Lysis buffer: 50 mM HEPES, pH 7.5; 500 mM NaCl; 10 mM Imidazole; 5% Glycerol; 0.5 mM TCEP; 1 mM PMSF; 3 U/ml Benzonase.
Extraction buffer, extraction method: The cell pellet was resuspended in a total volume of 200ml lysis buffer and the cells disrupted by sonication. Nucleic acid and cell debris were removed by adding 0.15% PEI, followed by centrifugation for 60 minutes at 40,000g. The supernatant was further clarified by filtration (0.20µm). |
Column 1: Ni-sepharose, HisTrap FF, 5ml (GE healthcare). |
Column 1 Buffers:
Binding buffer: 50 mM HEPES, pH 8.0; 200 mM NaCl; 10 mM Imidazole; 0.5 mM TCEP; 5 mM GSH; 5 U/ml of Benzonase and 1 tablet complete protease inhibitors per 50ml.
Wash buffer: 10 mM HEPES, pH 7.5; 200 mM NaCl; 20 mM Imidazole; 0.5 mM TCEP; 5 mM GSH.
Elution buffer: 10 mM HEPES, pH 7.5; 200 mM NaCl; 250 mM Imidazole; 0.5 mM TCEP; 5 mM GSH.

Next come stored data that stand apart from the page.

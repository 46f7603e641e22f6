use std::env;
use std::net::SocketAddr;
use std::time::Duration;

use crate::models::plan::{BillingInterval, CatalogError, PlanCatalog, PlanPrice, PlanTier};

const DEFAULT_BIND_ADDR: &str = "127.0.0.1:3000";
const SECONDS_PER_DAY: u64 = 86_400;

#[derive(Debug, thiserror::Error)]
pub enum ConfigError {
    #[error("{0} must be set")]
    Missing(&'static str),
    #[error("{name} is invalid: {reason}")]
    Invalid { name: &'static str, reason: String },
    #[error("stripe is partially configured; missing {0:?}")]
    IncompleteStripe(Vec<&'static str>),
    #[error("price catalog is invalid: {0}")]
    Catalog(#[from] CatalogError),
}

#[derive(Debug, Clone, Copy, PartialEq, Eq)]
pub enum AppEnv {
    Development,
    Production,
}

#[derive(Debug, Clone)]
pub struct StripeSettings {
    pub secret_key: String,
    pub webhook_secret: String,
    pub publishable_key: String,
    pub pro_monthly_price: String,
    pub pro_yearly_price: String,
}

const STRIPE_KEYS: [&str; 5] = [
    "STRIPE_SECRET_KEY",
    "STRIPE_WEBHOOK_SECRET",
    "STRIPE_PUBLISHABLE_KEY",
    "STRIPE_PRICE_PRO_MONTHLY",
    "STRIPE_PRICE_PRO_YEARLY",
];

impl StripeSettings {
    /// `Ok(None)` when no Stripe variable is present at all: billing is simply off.
    pub fn from_lookup<F>(lookup: F) -> Result<Option<Self>, ConfigError>
    where
        F: Fn(&str) -> Option<String>,
    {
        let values: Vec<Option<String>> = STRIPE_KEYS
            .iter()
            .map(|key| lookup(key).map(|v| v.trim().to_string()).filter(|v| !v.is_empty()))
            .collect();

        if values.iter().all(Option::is_none) {
            return Ok(None);
        }

        let missing: Vec<&'static str> = STRIPE_KEYS
            .iter()
            .zip(values.iter())
            .filter(|(_, v)| v.is_none())
            .map(|(k, _)| *k)
            .collect();
        if !missing.is_empty() {
            return Err(ConfigError::IncompleteStripe(missing));
        }

        let mut values = values.into_iter().flatten();
        let mut next = || values.next().unwrap_or_default();
        Ok(Some(StripeSettings {
            secret_key: next(),
            webhook_secret: next(),
            publishable_key: next(),
            pro_monthly_price: next(),
            pro_yearly_price: next(),
        }))
    }

    pub fn catalog(&self) -> Result<PlanCatalog, ConfigError> {
        let catalog = PlanCatalog::new(vec![
            PlanPrice {
                plan: PlanTier::Pro,
                interval: BillingInterval::Monthly,
                price_id: self.pro_monthly_price.clone(),
            },
            PlanPrice {
                plan: PlanTier::Pro,
                interval: BillingInterval::Yearly,
                price_id: self.pro_yearly_price.clone(),
            },
        ])?;
        Ok(catalog)
    }
}

#[derive(Debug, Clone)]
pub struct BillingSettings {
    pub stripe: StripeSettings,
    pub catalog: PlanCatalog,
}

impl BillingSettings {
    pub fn from_lookup<F>(lookup: F) -> Result<Option<Self>, ConfigError>
    where
        F: Fn(&str) -> Option<String>,
    {
        let Some(stripe) = StripeSettings::from_lookup(lookup)? else {
            return Ok(None);
        };
        let catalog = stripe.catalog()?;
        Ok(Some(BillingSettings { stripe, catalog }))
    }
}

#[derive(Debug, Clone)]
pub struct Config {
    pub database_url: String,
    pub frontend_origin: String,
    pub bind_addr: SocketAddr,
    pub app_env: AppEnv,
    pub auth_cookie_secure: bool,
    pub jwt_issuer: String,
    pub jwt_audience: String,
    pub plan_cache_ttl: Duration,
    pub stripe_timeout: Duration,
    pub past_due_grace: Duration,
    pub rate_limit_ms: u64,
    pub rate_limit_burst: u32,
    /// `Ok(None)`: billing not configured. `Err`: misconfigured, billing stays off.
    pub billing: Result<Option<BillingSettings>, String>,
}

impl Config {
    pub fn from_env() -> Result<Self, ConfigError> {
        dotenv::dotenv().ok(); // Load .env file
        Self::from_lookup(|key| env::var(key).ok())
    }

    pub fn from_lookup<F>(lookup: F) -> Result<Self, ConfigError>
    where
        F: Fn(&str) -> Option<String>,
    {
        let required = |name: &'static str| {
            lookup(name)
                .filter(|v| !v.trim().is_empty())
                .ok_or(ConfigError::Missing(name))
        };

        let database_url = required("DATABASE_URL")?;
        let frontend_origin = required("FRONTEND_ORIGIN")?
            .trim_end_matches('/')
            .to_string();

        let bind_addr = lookup("BIND_ADDR")
            .unwrap_or_else(|| DEFAULT_BIND_ADDR.to_string())
            .parse::<SocketAddr>()
            .map_err(|e| ConfigError::Invalid {
                name: "BIND_ADDR",
                reason: e.to_string(),
            })?;

        let app_env = match lookup("APP_ENV").as_deref().map(str::trim) {
            None | Some("") | Some("production") => AppEnv::Production,
            Some("development") => AppEnv::Development,
            Some(other) => {
                return Err(ConfigError::Invalid {
                    name: "APP_ENV",
                    reason: format!("expected development or production, got {other}"),
                })
            }
        };

        let number = |name: &'static str, default: u64| -> Result<u64, ConfigError> {
            match lookup(name) {
                None => Ok(default),
                Some(raw) => raw.trim().parse::<u64>().map_err(|e| ConfigError::Invalid {
                    name,
                    reason: e.to_string(),
                }),
            }
        };

        let auth_cookie_secure = lookup("AUTH_COOKIE_SECURE")
            .map(|v| !matches!(v.trim(), "false" | "0"))
            .unwrap_or(true);

        let past_due_grace_days = number("PAST_DUE_GRACE_DAYS", 7)?;
        let past_due_grace = past_due_grace_days
            .checked_mul(SECONDS_PER_DAY)
            .map(Duration::from_secs)
            .ok_or_else(|| ConfigError::Invalid {
                name: "PAST_DUE_GRACE_DAYS",
                reason: format!("{past_due_grace_days} days is out of range"),
            })?;
        let rate_limit_burst = u32::try_from(number("RATE_LIMITER_BURST", 20)?).map_err(|e| {
            ConfigError::Invalid {
                name: "RATE_LIMITER_BURST",
                reason: e.to_string(),
            }
        })?;

        let billing = BillingSettings::from_lookup(&lookup).map_err(|e| e.to_string());

        Ok(Config {
            database_url,
            frontend_origin,
            bind_addr,
            app_env,
            auth_cookie_secure,
            jwt_issuer: lookup("JWT_ISSUER").unwrap_or_else(|| "plansync".to_string()),
            jwt_audience: lookup("JWT_AUDIENCE").unwrap_or_else(|| "plansync-web".to_string()),
            plan_cache_ttl: Duration::from_secs(number("PLAN_CACHE_TTL_SECONDS", 5)?),
            stripe_timeout: Duration::from_secs(number("STRIPE_TIMEOUT_SECONDS", 10)?),
            past_due_grace,
            rate_limit_ms: number("RATE_LIMITER_MILLISECONDS", 200)?,
            rate_limit_burst,
            billing,
        })
    }

    pub fn is_development(&self) -> bool {
        self.app_env == AppEnv::Development
    }
}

Buffer exchange: 10 mM HEPES, pH 7.5; 200 mM NaCl; 10 mM GSH; 1 mM TCEP. |
Column 1 Procedure: The cell extracted was applied onto a 5ml Ni-sepharose FF gravity column equilibrated with lysis buffer. The column was subsequently washed with 10 volumes of lysis buffer followed by 10 wash buffer. The protein was eluted by 2x3 volumes of elution buffer and the buffer exchanged to 10 mM HEPES pH 7.5, 200 mM NaCl, 10 mM GSH, 1 mM TCEP. All fractions were collected and analysed by SDS-PAGE. The protein had visible dark brown colour and absorbed light at 410nm and 510nm when analysed by UV-visible spectroscopy. |
Protein concentration: The protein was concentrated in Amicon 3K to 102mg/ml. The protein concentration was determined spectrophotometically using the predicted molar extinction coefficient 12950 (M-1cm-1) and the predicted mass of 14472.5Da. |
Mass spectrometry characterization: The mass determined for TXNL2Ap031 was 14472.5Da, in agreement with the predicted mass of the protein with an N-terminal histidine tag. |
Crystallisation: TXNL2A was crystallised by vapour diffusion at 4°C from a sitting drop consisting of 100nl protein (25mg/ml) and 50nl 0.1 Citrate pH 3.5, 25% PEG3350. The crystal was transferred to a cryo protectant composed of 25% ethylene glycol before flash-cooling in liquid nitrogen. |
Data collection:
Resolution: 2.1Å.
X-ray source: Diamond Light Source beamline I03. |